Unread postby Outcast_Searcher » Thu 11 Apr 2019, 21:57:12

kublikhan wrote:
APRIL 11, 2019 - Tesla and Panasonic are freezing plans to expand the capacity of their Gigafactory 1, the world's largest EV battery plant, as concerns mount on Wall Street about sales at Elon Musk's car company dipping below estimates.

Yup.

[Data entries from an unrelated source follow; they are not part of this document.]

use std::collections::BTreeMap;
use std::sync::{Arc, Mutex, MutexGuard, PoisonError};

use async_trait::async_trait;

use crate::firestore::core::query::Query;
use crate::firestore::core::sync_engine::SyncEngineListener;
use crate::firestore::core::types::OnlineState;
use crate::firestore::core::view_snapshot::{ChangeType, ViewSnapshot};
use crate::firestore::error::{FirestoreError, FirestoreResult};

pub type SnapshotCallback = Arc<dyn Fn(FirestoreResult<ViewSnapshot>) + Send + Sync>;
pub type SnapshotsInSyncCallback = Arc<dyn Fn() + Send + Sync>;

fn lock<T>(mutex: &Mutex<T>) -> MutexGuard<'_, T> {
    mutex.lock().unwrap_or_else(PoisonError::into_inner)
}

#[derive(Clone, Copy, Debug, Default, PartialEq, Eq)]
pub struct ListenOptions {
    /// Raise snapshots that only change `from_cache` or pending writes.
    pub include_metadata_changes: bool,
    /// Hold back the first snapshot until the backend answered, unless the
    /// client is known to be offline.
    pub wait_for_sync_when_online: bool,
}

/// Where the event manager gets query results from.
#[cfg_attr(target_arch = "wasm32", async_trait(?Send))]
#[cfg_attr(not(target_arch = "wasm32"), async_trait)]
pub trait QueryTargetHandler: Send + Sync + 'static {
    /// Starts tracking `query` and returns its first snapshot.
    async fn listen(&self, query: Query) -> FirestoreResult<ViewSnapshot>;

    async fn unlisten(&self, query: Query) -> FirestoreResult<()>;
}

struct ListenerState {
    raised_initial_event: bool,
    snapshot: Option<ViewSnapshot>,
    online_state: OnlineState,
}

/// One user listener on a query. Filters the raw view snapshots down to the
/// events the listener asked for.
pub struct QueryListener {
    query: Query,
    options: ListenOptions,
    callback: SnapshotCallback,
    state: Mutex<ListenerState>,
}

impl QueryListener {
    pub fn new(query: Query, options: ListenOptions, callback: SnapshotCallback) -> Arc<Self> {
        Arc::new(Self {
            query,
            options,
            callback,
            state: Mutex::new(ListenerState {
                raised_initial_event: false,
                snapshot: None,
                online_state: OnlineState::Unknown,
            }),
        })
    }

    pub fn query(&self) -> &Query {
        &self.query
    }

    /// Returns whether an event was raised.
    pub fn on_view_snapshot(&self, snapshot: ViewSnapshot) -> bool {
        let snapshot = if self.options.include_metadata_changes {
            snapshot
        } else {
            let doc_changes = snapshot
                .doc_changes
                .into_iter()
                .filter(|change| change.change_type != ChangeType::Metadata)
                .collect();
            ViewSnapshot {
                doc_changes,
                excludes_metadata_changes: true,
                ..snapshot
            }
        };

        let event = {
            let mut state = lock(&self.state);
            let event = if !state.raised_initial_event {
                if self.should_raise_initial_event(&snapshot, state.online_state) {
                    state.raised_initial_event = true;
                    Some(Self::initial_event(&snapshot))
                } else {
                    None
                }
            } else if self.should_raise_event(&snapshot, state.snapshot.as_ref()) {
                Some(snapshot.clone())
            } else {
                None
            };
            state.snapshot = Some(snapshot);
            event
        };

        match event {
            Some(event) => {
                (self.callback)(Ok(event));
                true
            }
            None => false,
        }
    }

    pub fn on_error(&self, error: FirestoreError) {
        (self.callback)(Err(error));
    }

    /// Returns whether the change released the held-back first snapshot.
    pub fn apply_online_state_change(&self, online_state: OnlineState) -> bool {
        let event = {
            let mut state = lock(&self.state);
            state.online_state = online_state;
            match &state.snapshot {
                Some(snapshot)
                    if !state.raised_initial_event
                        && self.should_raise_initial_event(snapshot, online_state) =>
                {
                    let event = Self::initial_event(snapshot);
                    state.raised_initial_event = true;
                    Some(event)
                }
                _ => None,
            }
        };
        match event {
            Some(event) => {
                (self.callback)(Ok(event));
                true
            }
            None => false,
        }
    }

    fn should_raise_initial_event(&self, snapshot: &ViewSnapshot, online_state: OnlineState) -> bool {
        if !snapshot.from_cache {
            return true;
        }
        let maybe_online = online_state != OnlineState::Offline;
        if self.options.wait_for_sync_when_online && maybe_online {
            return false;
        }
        // Raise cached data right away, but an empty cache only once the
        // client is known to be offline.
        !snapshot.docs.is_empty() || online_state == OnlineState::Offline
    }

    fn should_raise_event(&self, snapshot: &ViewSnapshot, previous: Option<&ViewSnapshot>) -> bool {
        if !snapshot.doc_changes.is_empty() {
            return true;
        }
        let pending_writes_changed = previous
            .is_some_and(|previous| previous.has_pending_writes() != snapshot.has_pending_writes());
        if snapshot.sync_state_changed || pending_writes_changed {
            return self.options.include_metadata_changes;
        }
        false
    }

    fn initial_event(snapshot: &ViewSnapshot) -> ViewSnapshot {
        ViewSnapshot::from_initial_documents(
            snapshot.query.clone(),
            snapshot.docs.clone(),
            snapshot.mutated_keys.clone(),
            snapshot.from_cache,
        )
    }
}

struct QueryListenersInfo {
    view_snapshot: Option<ViewSnapshot>,
    listeners: Vec<Arc<QueryListener>>,
}

struct EventManagerState {
    /// Keyed by canonical query id.
    queries: BTreeMap<String, QueryListenersInfo>,
    online_state: OnlineState,
    snapshots_in_sync_listeners: Vec<(u64, SnapshotsInSyncCallback)>,
    next_listener_id: u64,
}

/// Fans view snapshots out to the user listeners of each query and tells
/// the query handler when a query gains its first or loses its last
/// listener.
pub struct EventManager {
    handler: Arc<dyn QueryTargetHandler>,
    state: Mutex<EventManagerState>,
}

impl EventManager {
    pub fn new(handler: Arc<dyn QueryTargetHandler>) -> Arc<Self> {
        Arc::new(Self {
            handler,
            state: Mutex::new(EventManagerState {
                queries: BTreeMap::new(),
                online_state: OnlineState::Unknown,
                snapshots_in_sync_listeners: Vec::new(),
                next_listener_id: 1,
            }),
        })
    }

    /// Registers `listener`. A failure to start the query is delivered to
    /// the listener and the listener is not registered.
    pub async fn listen(&self, listener: Arc<QueryListener>) -> FirestoreResult<()> {
        let canonical_id = listener.query().canonical_id();
        let first_listen = !lock(&self.state).queries.contains_key(&canonical_id);

        let initial_snapshot = if first_listen {
            match self.handler.listen(listener.query().clone()).await {
                Ok(snapshot) => Some(snapshot),
                Err(err) => {
                    log::warn!("Initialization of query '{}' failed: {err}", listener.query());
                    listener.on_error(err);
                    return Ok(());
                }
            }
        } else {
            None
        };

        let (online_state, view_snapshot) = {
            let mut state = lock(&self.state);
            let online_state = state.online_state;
            let info = state
                .queries
                .entry(canonical_id)
                .or_insert_with(|| QueryListenersInfo {
                    view_snapshot: None,
                    listeners: Vec::new(),
                });
            if initial_snapshot.is_some() {
                info.view_snapshot = initial_snapshot;
            }
            info.listeners.push(Arc::clone(&listener));
            (online_state, info.view_snapshot.clone())
        };

        listener.apply_online_state_change(online_state);
        if let Some(snapshot) = view_snapshot {
            if listener.on_view_snapshot(snapshot) {
                self.raise_snapshots_in_sync_event();
            }
        }
        Ok(())
    }

    pub async fn unlisten(&self, listener: &Arc<QueryListener>) -> FirestoreResult<()> {
        let canonical_id = listener.query().canonical_id();
        let last_listen = {
            let mut state = lock(&self.state);
            let Some(info) = state.queries.get_mut(&canonical_id) else {
                return Ok(());
            };
            info.listeners.retain(|existing| !Arc::ptr_eq(existing, listener));
            if info.listeners.is_empty() {
                state.queries.remove(&canonical_id);
                true
            } else {
                false
            }
        };
        if last_listen {
            self.handler.unlisten(listener.query().clone()).await?;
        }
        Ok(())
    }

    /// Calls `callback` now and after every event that brought all
    /// listeners in line with each other.
    pub fn add_snapshots_in_sync_listener(&self, callback: SnapshotsInSyncCallback) -> u64 {
        let id = {
            let mut state = lock(&self.state);
            let id = state.next_listener_id;
            state.next_listener_id += 1;
            state.snapshots_in_sync_listeners.push((id, Arc::clone(&callback)));
            id
        };
        callback();
        id
    }

    pub fn remove_snapshots_in_sync_listener(&self, id: u64) {
        lock(&self.state)
            .snapshots_in_sync_listeners
            .retain(|(existing, _)| *existing != id);
    }

    pub fn has_listeners(&self) -> bool {
        !lock(&self.state).queries.is_empty()
    }

    fn raise_snapshots_in_sync_event(&self) {
        let callbacks: Vec<SnapshotsInSyncCallback> = lock(&self.state)
            .snapshots_in_sync_listeners
            .iter()
            .map(|(_, callback)| Arc::clone(callback))
            .collect();
        for callback in callbacks {
            callback();
        }
    }

    fn listeners_for(&self, query: &Query) -> Vec<Arc<QueryListener>> {
        lock(&self.state)
            .queries
            .get(&query.canonical_id())
            .map(|info| info.listeners.clone())
            .unwrap_or_default()
    }
}

impl SyncEngineListener for EventManager {
    fn on_watch_change(&self, snapshots: Vec<ViewSnapshot>) {
        let mut raised_event = false;
        for snapshot in snapshots {
            let canonical_id = snapshot.query.canonical_id();
            let listeners = {
                let mut state = lock(&self.state);
                match state.queries.get_mut(&canonical_id) {
                    Some(info) => {
                        info.view_snapshot = Some(snapshot.clone());
                        info.listeners.clone()
                    }
                    None => continue,
                }
            };
            for listener in listeners {
                if listener.on_view_snapshot(snapshot.clone()) {
                    raised_event = true;
                }
            }
        }
        if raised_event {
            self.raise_snapshots_in_sync_event();
        }
    }

    fn on_watch_error(&self, query: &Query, error: FirestoreError) {
        let listeners = self.listeners_for(query);
        lock(&self.state).queries.remove(&query.canonical_id());
        for listener in listeners {
            listener.on_error(error.clone());
        }
    }

    fn on_online_state_change(&self, online_state: OnlineState) {
        let listeners: Vec<Arc<QueryListener>> = {
            let mut state = lock(&self.state);
            state.online_state = online_state;
            state
                .queries
                .values()
                .flat_map(|info| info.listeners.iter().cloned())
                .collect()
        };
        let mut raised_event = false;
        for listener in listeners {
            if listener.apply_online_state_change(online_state) {
                raised_event = true;
            }
        }
        if raised_event {
            self.raise_snapshots_in_sync_event();
        }
    }
}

Just to show how delusional the devoted Tesla fanbois are, re this story on Seeking Alpha, the claim was this story was "just a rumor". Or that this was proof that Tesla was getting more efficient. :roll:

But later I saw it on Reuters, and it was citing Tesla confirming the story, so there's that.

I HOPE this is more a sign that Tesla is short on cash and Panasonic is only willing to throw Musk so much credit, given how financially risky Tesla looks -- and not a sign that global demand for BEV's won't grow much, even as I see gasoline in the middle of my red state at $2.80 a gallon now with WTI averaging over $60 in recent weeks.

Part of this is likely reduced demand in the US, now that Tesla is in the middle of losing the federal EV credit. Most of the coming competition won't have that problem for awhile. I'd like to see the additional propsoal for 400K vehicles get up to a 7K tax credit pass -- with the credit diminishing for over a $30K car, and disappearing at, say, $50K, so we're not mostly paying rich folks to buy expensive BEV's.

Not sure how likely that supposedly bipartisan bill is to become law in recognizable form -- opinions are all over the place on that, from what I've read.
Given the track record of the perma-doomer blogs, I wouldn't bet a fast crash doomer's money on their predictions.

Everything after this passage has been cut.